Prevention: Wash your hands before eating.
- canis causes stillbirths and miscarriages in dogs, and is spread through urine, vaginal secretions and potentially saliva. Those who were infected by it experience fatigue, fever, weight loss as well as swelling of lymph nodes, liver, and spleen. It’s a rare disease in humans, but mainly underdiagnosed.
Prevention: Always wash your hands after touching your pet.
Psittaci lives in the feces and snot of pet birds. If inhaled by humans, symptoms can range from a headache to fever, chills or pneumonia. Rarely, it can also lead to arthritis, hepatitis, and respiratory failure.

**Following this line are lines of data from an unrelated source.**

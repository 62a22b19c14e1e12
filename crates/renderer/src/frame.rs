//! GPU-free half of the render loop.
//!
//! [`RenderLoop`] decides, once per iteration, whether to idle, close, or
//! draw; when drawing it samples the shared control state, evaluates the four
//! expressions, and produces a [`FramePlan`] that the GPU side executes as-is.
//!
//! ```text
//!   Initializing ──start()──▶ Running ──close requested──▶ Closing ──finish()──▶ Terminated
//!                              │  ▲
//!                     paused?  ▼  │  (re-polled every iteration)
//!                             Idle(10ms)
//! ```

use std::time::Duration;

use formula::CachedFormula;

use crate::control::{MatrixEntry, SharedControlState};
use crate::transform::{build_matrix, FrameTransform};
use crate::types::{Palette, Rgb};

/// How long an iteration sleeps while the animation is paused.
pub const PAUSE_POLL_INTERVAL: Duration = Duration::from_millis(10);

/// Turns one matrix entry's expression into a number for time `t`.
///
/// Implementations must never fail: bad input yields a fallback value.
pub trait EntryEvaluator {
    fn evaluate(&mut self, entry: MatrixEntry, source: &str, t: f64) -> f64;
}

/// Production evaluator: sandboxed formulas, re-parsed only when edited.
#[derive(Debug)]
pub struct FormulaEvaluator {
    cache: [CachedFormula; 4],
}

impl FormulaEvaluator {
    pub fn new() -> Self {
        Self {
            cache: MatrixEntry::ALL.map(|entry| CachedFormula::new(entry.label())),
        }
    }
}

impl Default for FormulaEvaluator {
    fn default() -> Self {
        Self::new()
    }
}

impl EntryEvaluator for FormulaEvaluator {
    fn evaluate(&mut self, entry: MatrixEntry, source: &str, t: f64) -> f64 {
        self.cache[entry.index()].evaluate(source, t)
    }
}

/// Static geometry uploaded at start-up.
#[derive(Debug, Clone, Copy, PartialEq, Eq)]
pub enum Geometry {
    Grid,
    Arrow,
}

/// One line-list draw under the frame transform.
#[derive(Debug, Clone, Copy, PartialEq)]
pub struct DrawCall {
    pub geometry: Geometry,
    pub color: Rgb,
}

/// Everything the GPU needs to draw one frame.
#[derive(Debug, Clone, PartialEq)]
pub struct FramePlan {
    /// Elapsed seconds the expressions were evaluated at.
    pub t: f64,
    /// Scaled entry values in `a, b, c, d` order.
    pub entries: [f64; 4],
    pub transform: FrameTransform,
    pub clear_color: Rgb,
    /// Draws in submission order; grid before arrow.
    pub draws: Vec<DrawCall>,
}

#[derive(Debug, Clone, Copy, PartialEq, Eq)]
pub enum LoopPhase {
    Initializing,
    Running,
    Closing,
    Terminated,
}

/// Outcome of one loop iteration.
#[derive(Debug, Clone, PartialEq)]
pub enum Iteration {
    /// Draw and present this plan.
    Render(FramePlan),
    /// Nothing to draw; wait this long before polling again.
    Idle(Duration),
    /// Stop iterating and release resources.
    Close,
}

pub struct RenderLoop<E> {
    evaluator: E,
    palette: Palette,
    phase: LoopPhase,
    frames: u64,
    last_plan: Option<FramePlan>,
}

impl<E: EntryEvaluator> RenderLoop<E> {
    pub fn new(evaluator: E, palette: Palette) -> Self {
        Self {
            evaluator,
            palette,
            phase: LoopPhase::Initializing,
            frames: 0,
            last_plan: None,
        }
    }

    pub fn phase(&self) -> LoopPhase {
        self.phase
    }

    /// Frames planned since start-up.
    pub fn frames(&self) -> u64 {
        self.frames
    }

    /// Most recent plan, kept so a paused window can be repainted unchanged.
    pub fn last_plan(&self) -> Option<&FramePlan> {
        self.last_plan.as_ref()
    }

    pub fn evaluator(&self) -> &E {
        &self.evaluator
    }

    /// Marks set-up as complete.
    pub fn start(&mut self) {
        if self.phase == LoopPhase::Initializing {
            tracing::info!("render loop running");
            self.phase = LoopPhase::Running;
        }
    }

    /// Runs one iteration. `close_requested` is the window system's close
    /// signal as polled at the top of this iteration.
    pub fn iterate(&mut self, state: &SharedControlState, close_requested: bool) -> Iteration {
        match self.phase {
            LoopPhase::Initializing => Iteration::Idle(PAUSE_POLL_INTERVAL),
            LoopPhase::Closing | LoopPhase::Terminated => Iteration::Close,
            LoopPhase::Running => {
                if close_requested {
                    tracing::info!(frames = self.frames, "close requested; leaving render loop");
                    self.phase = LoopPhase::Closing;
                    return Iteration::Close;
                }
                if state.paused() {
                    return Iteration::Idle(PAUSE_POLL_INTERVAL);
                }
                Iteration::Render(self.plan_frame(state))
            }
        }
    }

    /// Marks resources as released.
    pub fn finish(&mut self) {
        if self.phase != LoopPhase::Terminated {
            self.phase = LoopPhase::Terminated;
            tracing::info!(frames = self.frames, "render loop terminated");
        }
    }

    fn plan_frame(&mut self, state: &SharedControlState) -> FramePlan {
        let t = state.elapsed_seconds();
        let entries = MatrixEntry::ALL.map(|entry| {
            let source = state.expression(entry);
            self.evaluator.evaluate(entry, &source, t) * state.scale(entry)
        });
        let [a, b, c, d] = entries.map(|value| value as f32);

        let mut draws = Vec::with_capacity(2);
        if state.show_grid() {
            draws.push(DrawCall {
                geometry: Geometry::Grid,
                color: self.palette.grid,
            });
        }
        if state.show_arrow() {
            draws.push(DrawCall {
                geometry: Geometry::Arrow,
                color: self.palette.arrow,
            });
        }

        let plan = FramePlan {
            t,
            entries,
            transform: build_matrix(a, b, c, d),
            clear_color: self.palette.background,
            draws,
        };
        self.frames += 1;
        self.last_plan = Some(plan.clone());
        plan
    }
}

Prevention: Try to wear a mask and glove when you’re cleaning your bird’s cage and clean it daily.
This bacteria shaped like a spiral resides in the urine of many pets and can find its way into the bloodstream through your skin. From there, L. interrogans can cause vomiting, fever, and diarrhea. If it’s not treated, the infection leads to meningitis, liver failure, kidney damage and even death.
Prevention: Do not swim in water that cats, dogs or rodents may have peed in and try to avoid their urine.
CDC has reported that more than 60 million people in the USA may be infected with this parasite, which is commonly spread through cat feces, soil, and uncooked meat. Most peoples’ immune systems are able to protect themselves against this illness. But, people whose immune systems are somewhat compromised, like pregnant women, can experience damage to the brain, eyes and other organs. Some of the symptoms include muscle aches, blurred vision and flu-like symptoms.
Prevention: Try to change your cat’s litter box each day. While you’re doing it, use gloves and wash your hands immediately after that. Also, keep your cat indoors and don’t touch stray cats.
This virus can be carried by hamsters, mice or other rodents. Humans can become infected if urine, droppings, or saliva come into contact with the nose, mouth, eyes or broken skin. Their infection usually starts with mild symptoms like fever, vomiting, and diarrhea, and then it escalates to inflammation of the heart and brain, leading to temporary or permanent neurological damage. It can become extremely dangerous in pregnant women and immunocompromised people, but it’s not fatal in most cases.
Prevention: Always wash your hands after cleaning rodent cages and their bedding.